» WHAT YOU NEED TO DO
Would you please transcribe the records below from the line with "impl Condition for SharedFlag" through their final line, exactly and with no other lines?

» GIVEN RECORDS
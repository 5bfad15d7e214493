//! Opaque ID newtypes for netlist entities.
//!
//! [`InstanceId`] and [`NetworkId`] are thin `u32` wrappers used as indices
//! into the netlist's instance and network tables. They are `Copy`, `Hash`,
//! and `Serialize`/`Deserialize`.

use serde::{Deserialize, Serialize};

macro_rules! define_id {
    ($(#[$meta:meta])* $name:ident) => {
        $(#[$meta])*
        #[derive(
            Clone, Copy, PartialEq, Eq, Hash, PartialOrd, Ord, Debug,
            Serialize, Deserialize,
        )]
        pub struct $name(u32);

        impl $name {
            /// Creates an ID from a raw `u32` index.
            pub fn from_raw(index: u32) -> Self {
                Self(index)
            }

            /// Returns the raw `u32` index.
            pub fn as_raw(self) -> u32 {
                self.0
            }
        }

        impl std::fmt::Display for $name {
            fn fmt(&self, f: &mut std::fmt::Formatter<'_>) -> std::fmt::Result {
                write!(f, "{}", self.0)
            }
        }
    };
}

define_id!(
    /// Opaque, copyable ID for an instance in the netlist.
    InstanceId
);

define_id!(
    /// Opaque, copyable ID for a network in the netlist.
    NetworkId
);

#[cfg(test)]
mod tests {
    use super::*;
    use std::collections::HashSet;

    #[test]
    fn roundtrip() {
        let id = InstanceId::from_raw(42);
        assert_eq!(id.as_raw(), 42);
        let id = NetworkId::from_raw(7);
        assert_eq!(id.as_raw(), 7);
    }

    #[test]
    fn equality_and_ordering() {
        let a = InstanceId::from_raw(3);
        let b = InstanceId::from_raw(3);
        let c = InstanceId::from_raw(4);
        assert_eq!(a, b);
        assert_ne!(a, c);
        assert!(a < c);
    }

    #[test]
    fn hash_in_set() {
        let mut set = HashSet::new();
        set.insert(NetworkId::from_raw(1));
        set.insert(NetworkId::from_raw(2));
        set.insert(NetworkId::from_raw(1));
        assert_eq!(set.len(), 2);
    }

    #[test]
    fn display() {
        assert_eq!(format!("{}", InstanceId::from_raw(12)), "12");
    }

    #[test]
    fn serde_roundtrip() {
        let id = NetworkId::from_raw(55);
        let json = serde_json::to_string(&id).unwrap();
        let back: NetworkId = serde_json::from_str(&json).unwrap();
        assert_eq!(id, back);
    }
}
// SPDX-License-Identifier: MIT OR Apache-2.0
//! Completion conditions for takes.
//!
//! A condition is a predicate gating the end of a take. The sequencer
//! evaluates every condition of the active take after each update; the take
//! finishes once all of them hold.

use crate::error::HandlerError;
use indexmap::IndexMap;
use std::sync::atomic::{AtomicBool, Ordering};
use std::sync::Arc;

/// Named boolean flags shared between the host and take conditions
#[derive(Debug, Clone, Default)]
pub struct Signals {
    flags: IndexMap<String, bool>,
}

impl Signals {
    /// Create an empty signal board
    pub fn new() -> Self {
        Self::default()
    }

    /// Raise a signal
    pub fn raise(&mut self, name: impl Into<String>) {
        self.set(name, true);
    }

    /// Lower a signal
    pub fn clear(&mut self, name: &str) {
        if let Some(flag) = self.flags.get_mut(name) {
            *flag = false;
        }
    }

    /// Set a signal to a value
    pub fn set(&mut self, name: impl Into<String>, raised: bool) {
        let name = name.into();
        tracing::debug!("Signal '{}' = {}", name, raised);
        self.flags.insert(name, raised);
    }

    /// Check whether a signal is raised
    pub fn is_raised(&self, name: &str) -> bool {
        self.flags.get(name).copied().unwrap_or(false)
    }

    /// Iterate over all known signals in first-set order
    pub fn iter(&self) -> impl Iterator<Item = (&str, bool)> {
        self.flags.iter().map(|(name, raised)| (name.as_str(), *raised))
    }
}

/// World state visible to conditions during evaluation
#[derive(Debug, Clone, Copy)]
pub struct ConditionContext<'a> {
    /// Seconds the take has been active (excluding its start delay)
    pub take_elapsed_secs: f32,
    /// Host signal board
    pub signals: &'a Signals,
}

/// A predicate gating a take's completion
pub trait Condition {
    /// Name used in logs and errors
    fn name(&self) -> &str;

    /// Evaluate the condition against the current world state
    fn evaluate(&mut self, ctx: &ConditionContext<'_>) -> Result<bool, HandlerError>;

    /// Reset internal state when the owning take becomes active
    fn reset(&mut self) {}
}

/// Holds once the take has been active for a duration
#[derive(Debug, Clone)]
pub struct Elapsed {
    secs: f32,
    name: String,
}

impl Elapsed {
    /// Create a timer condition
    pub fn new(secs: f32) -> Self {
        Self {
            secs,
            name: format!("elapsed {secs}s"),
        }
    }
}

impl Condition for Elapsed {
    fn name(&self) -> &str {
        &self.name
    }

    fn evaluate(&mut self, ctx: &ConditionContext<'_>) -> Result<bool, HandlerError> {
        Ok(ctx.take_elapsed_secs >= self.secs)
    }
}

/// Holds while every named signal is raised
#[derive(Debug, Clone)]
pub struct SignalRaised {
    names: Vec<String>,
    name: String,
}

impl SignalRaised {
    /// Wait for a single signal
    pub fn new(signal: impl Into<String>) -> Self {
        Self::all([signal.into()])
    }

    /// Wait for several signals at once
    pub fn all<I, S>(signals: I) -> Self
    where
        I: IntoIterator<Item = S>,
        S: Into<String>,
    {
        let names: Vec<String> = signals.into_iter().map(Into::into).collect();
        let name = format!("signal {}", names.join(" + "));
        Self { names, name }
    }
}

impl Condition for SignalRaised {
    fn name(&self) -> &str {
        &self.name
    }

    fn evaluate(&mut self, ctx: &ConditionContext<'_>) -> Result<bool, HandlerError> {
        Ok(self.names.iter().all(|name| ctx.signals.is_raised(name)))
    }
}

/// Holds while an externally owned flag is set
#[derive(Debug, Clone)]
pub struct SharedFlag {
    flag: Arc<AtomicBool>,
    name: String,
}

impl SharedFlag {
    /// Create a condition and the flag handle that controls it
    pub fn new(name: impl Into<String>) -> (Self, Arc<AtomicBool>) {
        let flag = Arc::new(AtomicBool::new(false));
        (Self::watching(name, Arc::clone(&flag)), flag)
    }

    /// Watch an existing flag
    pub fn watching(name: impl Into<String>, flag: Arc<AtomicBool>) -> Self {
        Self {
            flag,
            name: name.into(),
        }
    }
}

impl Condition for SharedFlag {
    fn name(&self) -> &str {
        &self.name
    }

    fn evaluate(&mut self, _ctx: &ConditionContext<'_>) -> Result<bool, HandlerError> {
        Ok(self.flag.load(Ordering::Acquire))
    }
}

/// Closure-backed condition
pub struct Predicate<F> {
    name: String,
    predicate: F,
}

impl<F> Predicate<F>
where
    F: FnMut(&ConditionContext<'_>) -> Result<bool, HandlerError>,
{
    /// Wrap a closure as a condition
    pub fn new(name: impl Into<String>, predicate: F) -> Self {
        Self {
            name: name.into(),
            predicate,
        }
    }
}

impl<F> Condition for Predicate<F>
where
    F: FnMut(&ConditionContext<'_>) -> Result<bool, HandlerError>,
{
    fn name(&self) -> &str {
        &self.name
    }

    fn evaluate(&mut self, ctx: &ConditionContext<'_>) -> Result<bool, HandlerError> {
        (self.predicate)(ctx)
    }
}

» WRITTEN ANSWER
impl Condition for SharedFlag {
    fn name(&self) -> &str {
        &self.name
    }

    fn evaluate(&mut self, _ctx: &ConditionContext<'_>) -> Result<bool, HandlerError> {
        Ok(self.flag.load(Ordering::Acquire))
    }
}

/// Closure-backed condition
pub struct Predicate<F> {
    name: String,
    predicate: F,
}

impl<F> Predicate<F>
where
    F: FnMut(&ConditionContext<'_>) -> Result<bool, HandlerError>,
{
    /// Wrap a closure as a condition
    pub fn new(name: impl Into<String>, predicate: F) -> Self {
        Self {
            name: name.into(),
            predicate,
        }
    }
}

impl<F> Condition for Predicate<F>
where
    F: FnMut(&ConditionContext<'_>) -> Result<bool, HandlerError>,
{
    fn name(&self) -> &str {
        &self.name
    }

    fn evaluate(&mut self, ctx: &ConditionContext<'_>) -> Result<bool, HandlerError> {
        (self.predicate)(ctx)
    }
}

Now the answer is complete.